Russell, of Collingswood, said he and many of his fellow millennials "are looking for more interesting places to live. And even if you want to live in a place like Washington Township, you've got all this college debt, and you can't afford it."

Sprawling across a lovely, 21.6-square-mile landscape of gentle  hills and fertile fields, Washington Township was a sparsely populated farming community for most of its history.

The Atlantic City Expressway and the 42 freeway changed all that in the 1960s; for the next 50 years, subdivisions sprouted, schools opened, and shopping strips proliferated all over the place.

"They gobbled it all up," recalled Mary Duffield's daughter-in-law Tracy.

"It was booming along the Black Horse Pike," said David Benyak, a friend of mine who has lived in the Valley Green development for more than three decades.

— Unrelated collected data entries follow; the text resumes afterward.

use super::{Notification, NotificationTransport, NotifyError, Result};
use crate::config::types::ConomiConfig;
use async_trait::async_trait;
use serde::Serialize;
use std::time::Duration;

#[derive(Debug, Serialize)]
struct Message<'a> {
    sender: &'a str,
    subject: &'a str,
    message: String,
    severity: &'static str,
    metadata: serde_json::Value,
}

/// Reports sent to a conomi notification hub
#[derive(Debug)]
pub struct ConomiTransport {
    url: String,
    sender: String,
    client: reqwest::Client,
}

impl ConomiTransport {
    pub fn new(config: &ConomiConfig) -> Result<Self> {
        if config.server.is_empty() {
            return Err(NotifyError::Config("conomi server is not set".to_string()));
        }
        let client = reqwest::Client::builder()
            .timeout(Duration::from_secs(config.req_timeout_secs))
            .build()?;
        let host = hostname::get()
            .map(|h| h.to_string_lossy().into_owned())
            .unwrap_or_else(|_| "unknown".to_string());
        let sender = if config.instance.is_empty() {
            format!("{}@{}", config.app, host)
        } else {
            format!("{}/{}@{}", config.app, config.instance, host)
        };
        Ok(Self {
            url: format!("{}/api/message", config.server.trim_end_matches('/')),
            sender,
            client,
        })
    }
}

#[async_trait]
impl NotificationTransport for ConomiTransport {
    fn name(&self) -> &'static str {
        "conomi"
    }

    async fn send(&self, notification: &Notification) -> Result<()> {
        let mut metadata = notification.metadata();
        if let Some(obj) = metadata.as_object_mut() {
            obj.insert(
                "appType".to_string(),
                serde_json::Value::String(notification.app_type.clone()),
            );
        }
        let body = Message {
            sender: &self.sender,
            subject: &notification.subject,
            message: notification.body.join("\n\n"),
            severity: "warning",
            metadata,
        };
        let response = self.client.post(&self.url).json(&body).send().await?;

        if !response.status().is_success() {
            return Err(NotifyError::Status {
                status: response.status().as_u16(),
                message: response.text().await.unwrap_or_default(),
            });
        }
        Ok(())
    }
}

#[cfg(test)]
mod tests {
    use super::*;

    #[test]
    fn test_requires_server() {
        let conf = ConomiConfig {
            server: String::new(),
            app: "logfeed".to_string(),
            instance: String::new(),
            req_timeout_secs: 5,
        };
        assert!(matches!(
            ConomiTransport::new(&conf),
            Err(NotifyError::Config(_))
        ));
    }

    #[test]
    fn test_message_url() {
        let conf = ConomiConfig {
            server: "http://conomi.local:8080/".to_string(),
            app: "logfeed".to_string(),
            instance: "tail".to_string(),
            req_timeout_secs: 5,
        };
        let transport = ConomiTransport::new(&conf).unwrap();
        assert_eq!(transport.url, "http://conomi.local:8080/api/message");
        assert!(transport.sender.starts_with("logfeed/tail@"));
    }
}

"But in the last four or five years, stores just keep pulling out."

While the local stretch of Route 42 — the township's de facto main street — has any number of apparently thriving businesses, the congested highway also is marked by vacant lots, former fast-food joints, and "for sale" signs.

The township may not seem as upscale "as some individuals thought it would be when they moved in," said Aaron Carter, publisher of the glossy monthly magazine Washington Township Neighbors.

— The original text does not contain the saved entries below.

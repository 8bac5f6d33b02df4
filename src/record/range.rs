use super::OutputRecord;
use serde::{Deserialize, Serialize};
use std::sync::Arc;

/// Byte range within a file identified by its inode.
///
/// `written == false` means the range has been emitted but not yet confirmed
/// by the sinks. `inode == None` is the "unknown file" marker returned for
/// paths without a worklog entry.
#[derive(Debug, Clone, Copy, PartialEq, Eq, Default, Serialize, Deserialize)]
#[serde(rename_all = "camelCase")]
pub struct LogRange {
    pub inode: Option<u64>,
    pub seek_start: u64,
    pub seek_end: u64,
    pub written: bool,
}

impl LogRange {
    pub fn new(inode: u64, seek_start: u64, seek_end: u64) -> Self {
        Self {
            inode: Some(inode),
            seek_start,
            seek_end,
            written: false,
        }
    }

    /// Position for a path that has never been seen
    pub fn unknown() -> Self {
        Self {
            inode: None,
            seek_start: 0,
            seek_end: 0,
            written: true,
        }
    }

    pub fn confirmed(mut self) -> Self {
        self.written = true;
        self
    }

    pub fn len(&self) -> u64 {
        self.seek_end.saturating_sub(self.seek_start)
    }

    pub fn is_empty(&self) -> bool {
        self.len() == 0
    }
}

/// Output record travelling to a sink together with its origin
#[derive(Debug, Clone)]
pub struct BoundOutputRecord {
    pub rec: Arc<OutputRecord>,
    pub file_path: Arc<str>,
    pub range: LogRange,
}

#[cfg(test)]
mod tests {
    use super::*;

    #[test]
    fn test_unknown_range() {
        let r = LogRange::unknown();
        assert_eq!(r.inode, None);
        assert_eq!(r.seek_end, 0);
        assert!(r.written);
    }

    #[test]
    fn test_new_range_is_unwritten() {
        let r = LogRange::new(42, 10, 25);
        assert!(!r.written);
        assert_eq!(r.len(), 15);
        assert!(r.confirmed().written);
    }

    #[test]
    fn test_serialized_field_names() {
        let json = serde_json::to_value(LogRange::new(7, 1, 2)).unwrap();
        assert_eq!(json["inode"], 7);
        assert_eq!(json["seekStart"], 1);
        assert_eq!(json["seekEnd"], 2);
        assert_eq!(json["written"], false);
    }
}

Said Mark Matthews, who runs the lively 42Freeway.com blog about retail and restaurant development along the corridor: "Whole Foods and Wegmans and Trader Joe's are just not in this area."

Indeed, Benyak and other residents still lament how tantalizingly close "Township" — the single-word moniker by which many refer to the community — came to landing Wegmans in the early 2000s.

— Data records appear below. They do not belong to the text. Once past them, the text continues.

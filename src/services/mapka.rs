//! Map browser interaction log (JSON lines).
//!
//! Individual requests are collapsed into user interactions by the
//! clustering analyzer, only finished sessions reach the sinks.

use super::{clustering_analyzer_for, first_ip, parse_datetime, tz_offset};
use super::{AppType, ParseError, TransformError, TransformerContext};
use crate::analysis::clustering::ClusteringAnalyzer;
use crate::buffer::HistoryStore;
use crate::geo::GeoDataRecord;
use crate::record::cluster_id::clustering_id;
use crate::record::{
    deterministic_id, FieldValue, InputRecord, ServiceInput, ServiceOutput, TimeSeriesPoint,
};
use chrono::{DateTime, SecondsFormat, Utc};
use serde::{Deserialize, Serialize};
use std::net::{IpAddr, Ipv4Addr};

#[derive(Debug, Default, Deserialize)]
struct ExtraLine {
    #[serde(default)]
    session_selector: String,
    #[serde(default)]
    user_id: String,
    #[serde(default)]
    url: String,
    #[serde(default)]
    ip: String,
    #[serde(default)]
    forwarded_for: String,
    #[serde(default)]
    http_method: String,
}

#[derive(Debug, Deserialize)]
struct MapkaLine {
    #[serde(default)]
    message: String,
    #[serde(default)]
    level_name: String,
    datetime: String,
    #[serde(default)]
    extra: ExtraLine,
}

#[derive(Debug, Clone, PartialEq, Serialize, Deserialize)]
#[serde(rename_all = "camelCase")]
pub struct MapkaInput {
    pub time: DateTime<Utc>,
    pub session_selector: String,
    pub user_id: String,
    pub url: String,
    pub ip: String,
    pub forwarded_for: String,
    pub http_method: String,
    #[serde(default)]
    pub cluster_size: usize,
}

impl MapkaInput {
    /// URL path without query string
    pub fn path(&self) -> &str {
        let without_query = self.url.split(['?', '#']).next().unwrap_or("");
        match without_query.find("://") {
            Some(scheme_end) => {
                let rest = &without_query[scheme_end + 3..];
                rest.find('/').map(|i| &rest[i..]).unwrap_or("/")
            }
            None => without_query,
        }
    }
}

impl ServiceInput for MapkaInput {
    fn time(&self) -> DateTime<Utc> {
        self.time
    }

    fn client_ip(&self) -> Option<IpAddr> {
        first_ip(&[&self.forwarded_for, &self.ip])
    }

    fn user_agent(&self) -> &str {
        ""
    }

    fn is_processable(&self) -> bool {
        true
    }

    fn clustering_client_id(&self) -> String {
        clustering_id(&self.session_selector, &self.user_id, self.client_ip())
    }

    fn cluster_size(&self) -> usize {
        self.cluster_size
    }

    fn set_cluster_size(&mut self, size: usize) {
        self.cluster_size = size;
    }

    fn is_suspicious(&self) -> bool {
        false
    }

    fn should_be_analyzed(&self) -> bool {
        true
    }
}

#[derive(Debug, Clone, Copy, Default)]
pub struct MapkaParser;

impl MapkaParser {
    pub fn parse(&self, line: &str, line_num: i64) -> Result<MapkaInput, ParseError> {
        let raw: MapkaLine = serde_json::from_str(line)
            .map_err(|e| ParseError::line(line_num, format!("json unmarshal error: {}", e)))?;
        let time = parse_datetime(&raw.datetime).ok_or_else(|| {
            ParseError::line(line_num, format!("invalid datetime '{}'", raw.datetime))
        })?;
        if raw.level_name == "ERROR" {
            return Err(ParseError::AppLog {
                time,
                message: raw.message,
            });
        }
        Ok(MapkaInput {
            time,
            session_selector: raw.extra.session_selector,
            user_id: raw.extra.user_id,
            url: raw.extra.url,
            ip: raw.extra.ip,
            forwarded_for: raw.extra.forwarded_for,
            http_method: raw.extra.http_method,
            cluster_size: 0,
        })
    }
}

#[derive(Debug, Clone, Serialize)]
#[serde(rename_all = "camelCase")]
pub struct MapkaOutput {
    #[serde(skip)]
    pub id: String,
    #[serde(rename = "type")]
    pub rec_type: String,
    pub action: String,
    pub path: String,
    pub datetime: String,
    #[serde(skip)]
    pub time: DateTime<Utc>,
    pub ip_address: String,
    pub user_agent: String,
    pub user_id: String,
    pub is_anonymous: bool,
    pub is_query: bool,
    #[serde(skip_serializing_if = "Option::is_none")]
    pub geoip: Option<GeoDataRecord>,
    pub cluster_size: usize,
}

impl ServiceOutput for MapkaOutput {
    fn id(&self) -> &str {
        &self.id
    }

    fn record_type(&self) -> &str {
        &self.rec_type
    }

    fn time(&self) -> DateTime<Utc> {
        self.time
    }

    fn ip_address(&self) -> &str {
        &self.ip_address
    }

    fn to_time_series(&self) -> TimeSeriesPoint {
        TimeSeriesPoint::default()
            .tag("isAnonymous", self.is_anonymous.to_string())
            .tag("isQuery", self.is_query.to_string())
            .value("clusterSize", FieldValue::Int(self.cluster_size as i64))
    }

    fn set_geo_location(&mut self, geo: GeoDataRecord) {
        self.geoip = Some(geo);
    }
}

#[derive(Debug)]
pub struct MapkaTransformer {
    anonymous_users: Vec<i64>,
    analyzer: Option<ClusteringAnalyzer>,
    history_lookup_items: usize,
}

impl MapkaTransformer {
    pub fn new(ctx: TransformerContext) -> Self {
        Self {
            analyzer: clustering_analyzer_for(AppType::Mapka, &ctx),
            history_lookup_items: ctx
                .buffer
                .as_ref()
                .map(|b| b.history_lookup_items)
                .unwrap_or(0),
            anonymous_users: ctx.anonymous_users,
        }
    }

    pub fn transform(
        &self,
        rec: &MapkaInput,
        tz_shift_min: i32,
    ) -> Result<MapkaOutput, TransformError> {
        let offset = tz_offset(tz_shift_min)?;
        let shifted = rec.time.with_timezone(&offset);
        let ip_address = rec
            .client_ip()
            .unwrap_or(IpAddr::V4(Ipv4Addr::UNSPECIFIED))
            .to_string();
        let is_anonymous = rec.user_id.is_empty()
            || rec
                .user_id
                .parse::<i64>()
                .map(|id| self.anonymous_users.contains(&id))
                .unwrap_or(false);
        let rec_type = AppType::Mapka.as_str().to_string();
        let path = rec.path().to_string();
        let id = deterministic_id(&[
            &rec_type,
            &path,
            &shifted.to_rfc3339_opts(SecondsFormat::Nanos, true),
            &ip_address,
            &rec.user_id,
        ]);
        Ok(MapkaOutput {
            id,
            rec_type,
            action: "interaction".to_string(),
            path,
            datetime: shifted.to_rfc3339_opts(SecondsFormat::Secs, true),
            time: rec.time,
            ip_address,
            user_agent: String::new(),
            user_id: rec.user_id.clone(),
            is_anonymous,
            is_query: rec.cluster_size > 0,
            geoip: None,
            cluster_size: rec.cluster_size,
        })
    }

    pub fn preprocess(&self, rec: InputRecord, history: &mut dyn HistoryStore) -> Vec<InputRecord> {
        match &self.analyzer {
            Some(analyzer) => analyzer.preprocess(rec, history),
            None => vec![rec],
        }
    }

    pub fn history_lookup_items(&self) -> usize {
        self.history_lookup_items
    }
}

Mayor Joann Gattinelli was not available to chat. But her office did provide a two-page statement in which the mayor, a longtime local businesswoman, extolled the township and her administration's efforts to make it better.

Families move there "to experience our top-rated school system, our sense of community, and our proximity to major highways and cities," the mayor said in the statement.

Gattinelli also cited Washington Lake Park — a wonderful amenity, to be sure — and the recent groundbreaking for a $205 million expansion project at Jefferson Washington Township Hospital.

"There's a lot of growth potential here, and in the surrounding communities,"  Joe Devine, president of Jefferson Health New Jersey, told me.

Devine has lived in the township for 32 years and was an active volunteer on an  economic development committee during an earlier mayoral administration. The committee sought to encourage downtown-style redevelopment and improvements to the Route 42 gateways to the township.

"Washington Township needs to create something unique, something that will be an attraction," said Devine.

I agree.

I like cities and walkable towns as much as anyone. But not everyone wants to live in the Collingswoods and Northern Liberties of the world.

So, with its easy access to the Shore and to the main campuses of Rowan and Stockton Universities, its pretty landscapes, and its great park, Washington Township might well continue to be a desirable place to live.

And the slowdown or even reversal of growth could be a chance for the town to catch its breath and make some savvy big-picture plans.

Dysfunctional as it is, Route 42 offers some creative possibilities. Moribund or vacant commercial parcels could be redeveloped for residential as well as retail use, as has been successfully done at the CooperTowne Center in Somerdale. Express bus service — perhaps by replacing the median with bus-only lanes —  could help make the highway get people where they're going more efficiently.

"I love this community," said retiree Stephen Smith, who resides in the leafy, well-tended Whitman Square neighborhood. "It's very family-oriented. Very sports-oriented. It's all-around convenient. It's great."

At Washington Lake Park, Alec Bird, 18, paused during a hoop-shooting session with a friend and said he's "definitely getting out of" the township.

"I'm probably going to move to Philly," he said. "I like how close everything is there. You don't need to drive.

"You can walk everywhere you want to go."